//! Wallet registry federating stored and environment-derived wallets

use std::path::Path;
use std::sync::Arc;

use super::types::WalletRegistryEntry;
use crate::environments::{EnvironmentFactory, EnvironmentRegistry};
use crate::files::{self, CONFIG_FILE};
use crate::registry::{FileRegistry, RegistryEvent, SubscriptionId, order_for_display, validate_name};
use crate::{Error, Result};

/// Registry name used in error messages
pub const WALLET_REGISTRY: &str = "wallets";

/// Wallets stored under `<root>/wallets` plus those derived from environments
#[derive(Debug)]
pub struct WalletRegistry {
    store: FileRegistry<WalletRegistryEntry>,
    environments: Arc<EnvironmentRegistry>,
    factory: Arc<EnvironmentFactory>,
    local_environment_name: String,
}

impl WalletRegistry {
    #[must_use]
    pub fn new(
        storage_dir: &Path,
        environments: Arc<EnvironmentRegistry>,
        factory: Arc<EnvironmentFactory>,
        local_environment_name: impl Into<String>,
    ) -> Self {
        Self {
            store: FileRegistry::new(WALLET_REGISTRY, storage_dir.join("wallets")),
            environments,
            factory,
            local_environment_name: local_environment_name.into(),
        }
    }

    /// Every wallet, sorted by display name
    ///
    /// With `show_local`, wallets of the local environment come first.
    /// Environments that fail to report their wallets are logged and skipped.
    ///
    /// # Errors
    ///
    /// Returns an error if the stored wallets or the environment registry cannot be read
    pub async fn get_all(&self, show_local: bool) -> Result<Vec<WalletRegistryEntry>> {
        let mut entries = self.store.get_all().await?;

        for env in self.factory.deriving_environments(&self.environments).await? {
            match env.get_wallets_and_identities().await {
                Ok(wallets) => entries.extend(wallets.into_iter().map(|w| w.wallet)),
                Err(e) => {
                    tracing::warn!(environment = %env.name(), error = %e, "failed to read wallets from environment");
                }
            }
        }

        let prefix = format!("{} - ", self.local_environment_name);
        Ok(order_for_display(
            entries,
            WalletRegistryEntry::label,
            show_local.then_some(prefix.as_str()),
        ))
    }

    /// Find a wallet by name, optionally restricted to the environment it came from
    ///
    /// # Errors
    ///
    /// Returns `Error::NotFound` naming the wallet and environment if nothing matches
    pub async fn get(
        &self,
        name: &str,
        from_environment: Option<&str>,
    ) -> Result<WalletRegistryEntry> {
        self.get_all(true)
            .await?
            .into_iter()
            .find(|entry| {
                entry.name == name
                    && from_environment
                        .is_none_or(|env| entry.from_environment.as_deref() == Some(env))
            })
            .ok_or_else(|| Error::not_found(WALLET_REGISTRY, name, from_environment))
    }

    /// Whether a wallet is stored directly in the registry
    ///
    /// # Errors
    ///
    /// Returns an error if the file system cannot be queried
    pub async fn exists(&self, name: &str) -> Result<bool> {
        self.store.exists(name).await
    }

    /// Store a new wallet
    ///
    /// # Errors
    ///
    /// Returns `Error::AlreadyExists` if the name is taken
    pub async fn add(&self, entry: &WalletRegistryEntry) -> Result<()> {
        self.store.add(entry).await
    }

    /// Overwrite a wallet
    ///
    /// Derived wallets are written as a `.config.json` sidecar in the owning
    /// environment's wallet directory; other wallets go to the flat store.
    ///
    /// # Errors
    ///
    /// Returns `Error::NotFound` if the owning environment or the stored wallet does not exist
    pub async fn update(&self, entry: &WalletRegistryEntry) -> Result<()> {
        let Some(env_name) = entry.from_environment.as_deref() else {
            return self.store.update(entry).await;
        };

        validate_name(WALLET_REGISTRY, &entry.name)?;
        let environment = self.environments.get(env_name).await?;
        let sidecar = self
            .environments
            .environment_directory(&environment)
            .join("wallets")
            .join(&entry.name)
            .join(CONFIG_FILE);
        files::write_json(&sidecar, entry).await?;
        tracing::info!(environment = %env_name, wallet = %entry.name, path = %sidecar.display(), "updated wallet config sidecar");
        self.store
            .notify(&RegistryEvent::Updated(entry.name.clone()));
        Ok(())
    }

    /// Remove a stored wallet
    ///
    /// # Errors
    ///
    /// Returns `Error::NotFound` if missing and `ignore_missing` is false
    pub async fn delete(&self, name: &str, ignore_missing: bool) -> Result<()> {
        self.store.delete(name, ignore_missing).await
    }

    /// Remove every stored wallet
    ///
    /// # Errors
    ///
    /// Returns an error if a directory cannot be removed
    pub async fn clear(&self) -> Result<()> {
        self.store.clear().await
    }

    /// Register a change listener
    #[must_use]
    pub fn subscribe<F>(&self, listener: F) -> SubscriptionId
    where
        F: Fn(&RegistryEvent) + Send + Sync + 'static,
    {
        self.store.subscribe(listener)
    }

    /// Remove a change listener
    #[must_use]
    pub fn unsubscribe(&self, id: SubscriptionId) -> bool {
        self.store.unsubscribe(id)
    }
}

#[cfg(test)]
mod tests {
    use std::sync::Mutex;

    use super::*;
    use crate::environments::{EnvironmentEntry, EnvironmentFlags};

    struct Fixture {
        _dir: tempfile::TempDir,
        root: std::path::PathBuf,
        environments: Arc<EnvironmentRegistry>,
        wallets: WalletRegistry,
    }

    fn fixture() -> Fixture {
        let dir = tempfile::tempdir().unwrap();
        let root = dir.path().to_path_buf();
        let environments = Arc::new(EnvironmentRegistry::new(&root));
        let factory = Arc::new(EnvironmentFactory::new(environments.root()));
        let wallets = WalletRegistry::new(&root, Arc::clone(&environments), factory, "Local Fabric");
        Fixture {
            _dir: dir,
            root,
            environments,
            wallets,
        }
    }

    #[tokio::test]
    async fn get_missing_names_environment() {
        let f = fixture();

        let err = f.wallets.get("X", None).await.unwrap_err();
        assert!(err.to_string().contains("\"X\""));

        let err = f.wallets.get("X", Some("envY")).await.unwrap_err();
        let msg = err.to_string();
        assert!(msg.contains("\"X\""));
        assert!(msg.contains("\"envY\""));
    }

    #[tokio::test]
    async fn stored_and_derived_wallets_are_federated() {
        let f = fixture();
        f.wallets
            .add(&WalletRegistryEntry::new("standalone", f.root.join("w")))
            .await
            .unwrap();
        f.environments
            .add(&EnvironmentEntry::new("ansible", EnvironmentFlags::ANSIBLE))
            .await
            .unwrap();
        std::fs::create_dir_all(f.environments.root().join("ansible/wallets/Org1")).unwrap();

        let all = f.wallets.get_all(true).await.unwrap();
        let labels: Vec<_> = all.iter().map(WalletRegistryEntry::label).collect();
        assert_eq!(labels, vec!["ansible - Org1", "standalone"]);

        let derived = f.wallets.get("Org1", Some("ansible")).await.unwrap();
        assert_eq!(derived.from_environment.as_deref(), Some("ansible"));
        assert!(f.wallets.get("Org1", Some("other")).await.unwrap_err().is_not_found());
    }

    #[tokio::test]
    async fn derived_update_writes_sidecar() {
        let f = fixture();
        f.environments
            .add(&EnvironmentEntry::new("ansible", EnvironmentFlags::ANSIBLE))
            .await
            .unwrap();
        let wallet_dir = f.environments.root().join("ansible/wallets/Org1");
        std::fs::create_dir_all(&wallet_dir).unwrap();
        let seen = Arc::new(Mutex::new(Vec::new()));
        let sink = Arc::clone(&seen);
        let _id = f.wallets.subscribe(move |e| sink.lock().unwrap().push(e.clone()));

        let mut entry = f.wallets.get("Org1", Some("ansible")).await.unwrap();
        entry.display_name = Some("Renamed".to_string());
        f.wallets.update(&entry).await.unwrap();

        assert!(wallet_dir.join(CONFIG_FILE).exists());
        assert!(!f.root.join("wallets").join("Org1").exists());
        let reread = f.wallets.get("Org1", Some("ansible")).await.unwrap();
        assert_eq!(reread.label(), "Renamed");
        assert_eq!(
            *seen.lock().unwrap(),
            vec![RegistryEvent::Updated("Org1".to_string())]
        );
    }

    #[tokio::test]
    async fn derived_update_requires_registered_environment() {
        let f = fixture();
        let entry = WalletRegistryEntry::derived("gone", "Org1", f.root.join("x"));
        assert!(f.wallets.update(&entry).await.unwrap_err().is_not_found());
    }

    #[tokio::test]
    async fn derived_update_rejects_escaping_name() {
        let f = fixture();
        f.environments
            .add(&EnvironmentEntry::new("ansible", EnvironmentFlags::ANSIBLE))
            .await
            .unwrap();
        let entry = WalletRegistryEntry::derived("ansible", "../../escape", f.root.join("x"));

        let err = f.wallets.update(&entry).await.unwrap_err();
        assert!(matches!(err, Error::Validation(_)));
        assert!(!f.environments.root().join("escape").exists());
    }

    #[tokio::test]
    async fn flat_update_goes_to_store() {
        let f = fixture();
        let mut entry = WalletRegistryEntry::new("w", f.root.join("w"));
        assert!(f.wallets.update(&entry).await.unwrap_err().is_not_found());

        f.wallets.add(&entry).await.unwrap();
        entry.managed_wallet = true;
        f.wallets.update(&entry).await.unwrap();
        assert!(f.wallets.get("w", None).await.unwrap().managed_wallet);
        assert!(f.wallets.exists("w").await.unwrap());

        f.wallets.clear().await.unwrap();
        assert!(!f.wallets.exists("w").await.unwrap());
    }
}
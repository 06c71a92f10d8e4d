//! Environment backed by a live Microfab instance
//!
//! Nodes, wallets and gateways all come from the component directory. The
//! environment is read-only: nodes cannot be updated or deleted, and there is
//! no setup step. Identities are reconciled into wallet stores under
//! `<path>/wallets/<wallet>` and connection profiles are cached under
//! `<path>/gateways/<id>.json`.

mod client;

pub use client::{
    CaComponent, Component, GatewayComponent, IdentityComponent, MicrofabClient, NodeComponent,
};

use std::collections::{BTreeMap, BTreeSet};
use std::path::{Path, PathBuf};
use std::sync::Arc;

use async_trait::async_trait;

use super::{Environment, discovery, filter_nodes};
use crate::files;
use crate::gateways::{Gateway, GatewayRegistryEntry};
use crate::nodes::Node;
use crate::wallets::{Identity, WalletAndIdentities, WalletProvider, reconcile_identities};
use crate::{Error, Result};

/// Read-only environment served by Microfab
#[derive(Clone)]
pub struct MicrofabEnvironment {
    name: String,
    path: PathBuf,
    client: MicrofabClient,
    wallets: Arc<dyn WalletProvider>,
}

impl std::fmt::Debug for MicrofabEnvironment {
    fn fmt(&self, f: &mut std::fmt::Formatter<'_>) -> std::fmt::Result {
        f.debug_struct("MicrofabEnvironment")
            .field("name", &self.name)
            .field("path", &self.path)
            .field("url", &self.client.base_url().as_str())
            .finish_non_exhaustive()
    }
}

impl MicrofabEnvironment {
    /// Environment `name` caching into `path`, reading from `client`
    #[must_use]
    pub fn new(
        name: impl Into<String>,
        path: impl Into<PathBuf>,
        client: MicrofabClient,
        wallets: Arc<dyn WalletProvider>,
    ) -> Self {
        Self {
            name: name.into(),
            path: path.into(),
            client,
            wallets,
        }
    }

    /// Client for the component directory
    #[must_use]
    pub const fn client(&self) -> &MicrofabClient {
        &self.client
    }

    /// Whether the Microfab instance is reachable
    pub async fn is_alive(&self) -> bool {
        self.client.is_alive().await
    }

    fn wallets_dir(&self) -> PathBuf {
        self.path.join("wallets")
    }

    fn gateways_dir(&self) -> PathBuf {
        self.path.join("gateways")
    }

    async fn identity_components(&self) -> Result<Vec<IdentityComponent>> {
        Ok(self
            .client
            .components()
            .await?
            .into_iter()
            .filter_map(|c| match c {
                Component::Identity(identity) => Some(identity),
                _ => None,
            })
            .collect())
    }

    /// Write a gateway profile to the cache only when its content changed
    async fn cache_profile(&self, path: &Path, profile: &serde_json::Value) -> Result<()> {
        let content = serde_json::to_vec_pretty(profile)?;
        match tokio::fs::read(path).await {
            Ok(existing) if existing == content => {
                tracing::debug!(path = %path.display(), "connection profile unchanged");
                return Ok(());
            }
            Ok(_) => {}
            Err(e) if e.kind() == std::io::ErrorKind::NotFound => {}
            Err(e) => return Err(e.into()),
        }
        files::write_bytes(path, &content).await?;
        tracing::info!(environment = %self.name, path = %path.display(), "cached connection profile");
        Ok(())
    }
}

fn to_identity(component: &IdentityComponent) -> Identity {
    Identity {
        name: component.display_name.clone(),
        cert: component.cert.clone(),
        private_key: component.private_key.clone(),
        msp_id: component.msp_id.clone(),
    }
}

fn to_node(component: &Component) -> Option<Node> {
    match component {
        Component::Peer(peer) => {
            let mut node = Node::peer(
                &peer.id,
                &peer.display_name,
                &peer.api_url,
                Some(&peer.wallet),
                Some(&peer.identity),
                &peer.msp_id,
            );
            node.api_options.clone_from(&peer.api_options);
            node.chaincode_url.clone_from(&peer.chaincode_url);
            Some(node)
        }
        Component::Orderer(orderer) => {
            let mut node = Node::orderer(
                &orderer.id,
                &orderer.display_name,
                &orderer.api_url,
                Some(&orderer.wallet),
                Some(&orderer.identity),
                &orderer.msp_id,
                Some(&orderer.wallet),
            );
            node.api_options.clone_from(&orderer.api_options);
            Some(node)
        }
        Component::CertificateAuthority(ca) => {
            let mut node = Node::certificate_authority(
                &ca.id,
                &ca.display_name,
                &ca.api_url,
                ca.ca_name.as_deref().unwrap_or(&ca.id),
                Some(&ca.wallet),
                Some(&ca.identity),
                ca.msp_id.as_deref(),
            );
            node.api_options.clone_from(&ca.api_options);
            Some(node)
        }
        Component::Identity(_) | Component::Gateway(_) | Component::Unknown => None,
    }
}

#[async_trait]
impl Environment for MicrofabEnvironment {
    fn name(&self) -> &str {
        &self.name
    }

    fn path(&self) -> &Path {
        &self.path
    }

    async fn get_nodes(&self, without_identities: bool, show_all: bool) -> Result<Vec<Node>> {
        let components = self.client.components().await?;
        let nodes = components.iter().filter_map(to_node).collect();
        Ok(filter_nodes(nodes, without_identities, show_all))
    }

    async fn update_node(&self, _node: &Node, _externally_managed: bool) -> Result<()> {
        Err(Error::unsupported("update_node", &self.name))
    }

    async fn delete_node(&self, _node: &Node) -> Result<()> {
        Err(Error::unsupported("delete_node", &self.name))
    }

    async fn require_setup(&self) -> Result<bool> {
        Ok(false)
    }

    async fn get_wallets_and_identities(&self) -> Result<Vec<WalletAndIdentities>> {
        let mut by_wallet: BTreeMap<String, Vec<Identity>> = BTreeMap::new();
        for component in self.identity_components().await? {
            by_wallet
                .entry(component.wallet.clone())
                .or_default()
                .push(to_identity(&component));
        }

        let mut results = Vec::new();
        for (wallet_name, identities) in by_wallet {
            let wallet_dir = self.wallets_dir().join(&wallet_name);
            let wallet = discovery::wallet_entry(&self.name, &wallet_name, &wallet_dir).await?;

            let store = self.wallets.open(&wallet);
            let imported = reconcile_identities(store.as_ref(), &identities).await?;
            tracing::debug!(
                environment = %self.name,
                wallet = %wallet_name,
                identities = identities.len(),
                imported,
                "discovered wallet"
            );

            results.push(WalletAndIdentities { wallet, identities });
        }
        Ok(results)
    }

    async fn get_gateways(&self) -> Result<Vec<GatewayRegistryEntry>> {
        let gateways_dir = self.gateways_dir();
        let mut entries = Vec::new();
        for gateway in self.get_fabric_gateways().await? {
            entries.push(discovery::gateway_entry(&self.name, &gateways_dir, &gateway).await?);
        }
        Ok(entries)
    }

    async fn get_wallet_names(&self) -> Result<Vec<String>> {
        Ok(self
            .identity_components()
            .await?
            .into_iter()
            .map(|c| c.wallet)
            .collect::<BTreeSet<_>>()
            .into_iter()
            .collect())
    }

    async fn get_identities(&self, wallet_name: &str) -> Result<Vec<Identity>> {
        Ok(self
            .identity_components()
            .await?
            .iter()
            .filter(|c| c.wallet == wallet_name)
            .map(to_identity)
            .collect())
    }

    async fn get_fabric_gateways(&self) -> Result<Vec<Gateway>> {
        let mut gateways = Vec::new();
        for component in self.client.components().await? {
            let Component::Gateway(gateway) = component else {
                continue;
            };
            let path = self.gateways_dir().join(format!("{}.json", gateway.id));
            let profile = serde_json::Value::Object(gateway.profile);
            self.cache_profile(&path, &profile).await?;
            gateways.push(Gateway {
                name: gateway.display_name,
                path,
                connection_profile: profile,
            });
        }
        Ok(gateways)
    }
}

+-------+

• [Problem description] Only lines containing the string "instance" are needed. Pull each of them out of the records above.

• [Response]
//! Environment backed by a live Microfab instance
    /// Whether the Microfab instance is reachable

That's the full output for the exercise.